■ Exercise prompt: Scan the data for "hello" and copy the lines it appears in.

■ The data:
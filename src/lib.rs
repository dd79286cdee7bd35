//! # rugoc - An Ahead-of-Time Compiler from Rugo to Go
//!
//! Rugo is a small, dynamically-typed, Ruby-flavoured scripting language.
//! `rugoc` translates a Rugo program into a single, self-contained Go
//! `main` package, which `go build` then turns into a native binary.
//!
//! ## Quick Start
//!
//! ```rust
//! use rugoc::{CompileOptions, Compiler};
//!
//! # fn main() -> Result<(), Box<dyn std::error::Error>> {
//! let code = r#"
//! def greet(name)
//!   return "hello, #{name}"
//! end
//!
//! puts greet("world")
//! "#;
//!
//! let output = Compiler::new(CompileOptions::default()).compile("hello.rg", code)?;
//! assert!(output.source.contains("package main"));
//! assert!(output.source.contains("func rugofn_greet("));
//! # Ok(())
//! # }
//! ```
//!
//! ## Language Overview
//!
//! ### Data Types
//!
//! - **Scalars**: integers, floats, strings, `true`/`false`, `nil`
//! - **Collections**: arrays `[1, 2, 3]` and insertion-ordered hashes `{"a" => 1}`
//! - **Closures**: `fn(x) x * 2 end`
//! - **Structs**: `struct Point` blocks become tagged hash constructors
//!
//! ### Control Flow
//!
//! - `if` / `elsif` / `else`, `while`, `for x in xs`, `for k, v in h`
//! - `break`, `next`, `return`
//! - `try expr`, `try expr or default`, `try expr or err ... end`
//!
//! ### Concurrency
//!
//! - `spawn ... end` starts a task; `.value`, `.done` and `.wait(n)` observe it
//! - `parallel ... end` runs each statement concurrently, results in order
//!
//! ### Modules
//!
//! - `use "str"` enables a curated module
//! - `import "github.com/x/y" as y` bridges a Go package by introspection
//! - `require "lib/util"` compiles another Rugo unit into the same program
//!
//! ## Architecture
//!
//! ```text
//! Source → Preprocessor → Scanner → LL(1) Parser → Walker → AST → CodeGenerator → Go
//!                                                              ↑
//!                                                          Registry
//! ```
//!
//! ### Main Components
//!
//! - [`Preprocessor`] - Rewrites surface sugar into the core grammar
//! - [`Scanner`] - Tokenizes preprocessed text
//! - [`Parser`] - Grammar-driven parsing into a [`Program`]
//! - [`RegistryBuilder`] / [`Registry`] - Curated and bridged module functions
//! - [`CodeGenerator`] - Lowers units to Go source
//! - [`Compiler`] - Runs the whole pipeline, including `require`
//!
//! ## Error Handling
//!
//! Every compile-time failure is an [`Error`] carrying the unit name and
//! line where one applies:
//!
//! ```rust
//! use rugoc::{CompileOptions, Compiler, Error};
//!
//! let err = Compiler::new(CompileOptions::default())
//!     .compile("main.rg", "def f(a)\n  a\nend\nf(1, 2)\n")
//!     .unwrap_err();
//! assert!(matches!(err, Error::CompileError { line: 4, .. }));
//! ```
//!
//! Failures of the generated program are Go `error` values; they are
//! reported when the binary runs.

/// Version of the rugoc compiler
pub const VERSION: &str = env!("CARGO_PKG_VERSION");

pub mod codegen;
pub mod compiler;
pub mod error;
pub mod lexer;
pub mod parser;
pub mod preprocess;
pub mod registry;

// Re-export main types
pub use codegen::{BuildMode, CodeGenerator, CodeUnit, GenOptions, GeneratedProgram, RuntimeInfo};
pub use compiler::{CompileOptions, CompileOutput, Compiler, DirResolver, SourceResolver};
pub use error::{Error, ErrorCategory, Result};
pub use lexer::{Scanner, Token, TokenKind};
pub use parser::{
    BinaryOp, Expr, Parser, Program, Statement, StatementKind, StructDef, TryHandler, UnaryOp,
    DEFAULT_MAX_DEPTH,
};
pub use preprocess::{Preprocessed, Preprocessor};
pub use registry::{
    BridgeCache, DeclSource, FsDeclSource, MemoryDeclSource, ModuleDescription, ModuleSignature,
    Registry, RegistryBuilder, TypeTag,
};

■ Your solution:
//!   return "hello, #{name}"
//! let output = Compiler::new(CompileOptions::default()).compile("hello.rg", code)?;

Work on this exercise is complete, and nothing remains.